Now that you're connected to the database, let's take a look at how you can query the data within.

With your cursor object, you can execute queries

In [2]:
cur.execute("""SELECT * FROM employees LIMIT 5;""")

<sqlite3.Cursor at 0x10c95b810>

The execute command itself only returns the cursor object.
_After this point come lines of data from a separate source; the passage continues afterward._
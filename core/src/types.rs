//! Domain DTOs for the `/api/item/` collection resource.
//!
//! # Design
//! These types mirror the mock-server's schema but are defined independently.
//! Integration tests catch any schema drift between the two crates.
//!
//! Updates are full-record replacements: the client always sends a complete
//! `TodoItem` on PUT, never a partial patch.
//!
//! `created_at` is display-only, so it is read leniently: a timestamp
//! without an offset (servers running without time zone support) is taken
//! as UTC instead of failing the whole list.

use std::fmt;
use std::str::FromStr;

use chrono::{DateTime, NaiveDateTime, Utc};
use serde::{Deserialize, Deserializer, Serialize};

/// Server-assigned identifier of a todo item.
#[derive(Debug, Clone, Copy, PartialEq, Eq, Hash, PartialOrd, Ord, Serialize, Deserialize)]
#[serde(transparent)]
pub struct ItemId(pub u64);

impl fmt::Display for ItemId {
    fn fmt(&self, f: &mut fmt::Formatter<'_>) -> fmt::Result {
        write!(f, "{}", self.0)
    }
}

impl FromStr for ItemId {
    type Err = std::num::ParseIntError;

    fn from_str(s: &str) -> Result<Self, Self::Err> {
        s.trim().parse().map(ItemId)
    }
}

/// A single todo item as returned by the server.
#[derive(Debug, Clone, Serialize, Deserialize, PartialEq, Eq)]
pub struct TodoItem {
    pub id: ItemId,
    pub title: String,
    #[serde(default)]
    pub description: Option<String>,
    #[serde(default)]
    pub completed: bool,
    #[serde(deserialize_with = "lenient_timestamp")]
    pub created_at: DateTime<Utc>,
}

/// RFC 3339 with an offset, or a naive ISO 8601 date-time taken as UTC.
fn lenient_timestamp<'de, D>(deserializer: D) -> Result<DateTime<Utc>, D::Error>
where
    D: Deserializer<'de>,
{
    let raw = String::deserialize(deserializer)?;
    if let Ok(dt) = DateTime::parse_from_rfc3339(&raw) {
        return Ok(dt.with_timezone(&Utc));
    }
    ["%Y-%m-%dT%H:%M:%S%.f", "%Y-%m-%d %H:%M:%S%.f"]
        .iter()
        .find_map(|fmt| NaiveDateTime::parse_from_str(&raw, fmt).ok())
        .map(|naive| naive.and_utc())
        .ok_or_else(|| serde::de::Error::custom(format!("invalid timestamp: {raw}")))
}

impl TodoItem {
    /// Full replacement record with `completed` negated.
    pub fn toggled(&self) -> TodoItem {
        TodoItem {
            completed: !self.completed,
            ..self.clone()
        }
    }
}

/// Request payload for creating a new todo. Never carries an id.
#[derive(Debug, Clone, Serialize, Deserialize, PartialEq, Eq)]
pub struct NewTodo {
    pub title: String,
    #[serde(default)]
    pub description: String,
    #[serde(default)]
    pub completed: bool,
}

impl NewTodo {
    pub fn new(title: impl Into<String>, description: impl Into<String>) -> Self {
        Self {
            title: title.into(),
            description: description.into(),
            completed: false,
        }
    }
}

/// Fields of a draft that the edit form may change.
#[derive(Debug, Clone, Copy, PartialEq, Eq)]
pub enum DraftField {
    Title,
    Description,
}

impl FromStr for DraftField {
    type Err = String;

    fn from_str(s: &str) -> Result<Self, Self::Err> {
        match s {
            "title" => Ok(DraftField::Title),
            "description" => Ok(DraftField::Description),
            other => Err(format!("unknown draft field: {other}")),
        }
    }
}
To see the results, you must use the fetchall method afterwards.


In [3]:
cur.fetchall()

[('1002',
  'Murphy',
  'Diane',
  'x5800',
  'dmurphy@classicmodelcars.com',
  '1',
  '',
  'President'),
 ('1056',
  'Patterson',
  'Mary',
  'x4611',
  'mpatterso@classicmodelcars.com',
  '1',
  '1002',
  'VP Sales'),
 ('1076',
  'Firrelli',
  'Jeff',
  'x9273',
  'jfirrelli@classicmodelcars.com',
  '1',
  '1002',
  'VP Marketing'),
 ('1088',
  'Patterson',
  'William',
  'x4871',
  'wpatterson@classicmodelcars.com',
  '6',
  '1056',
  'Sales Manager (APAC)'),
 ('1102',
  'Bondur',
  'Gerard',
  'x5408',
  'gbondur@classicmodelcars.com',
  '4',
  '1056',
  'Sale Manager (EMEA)')]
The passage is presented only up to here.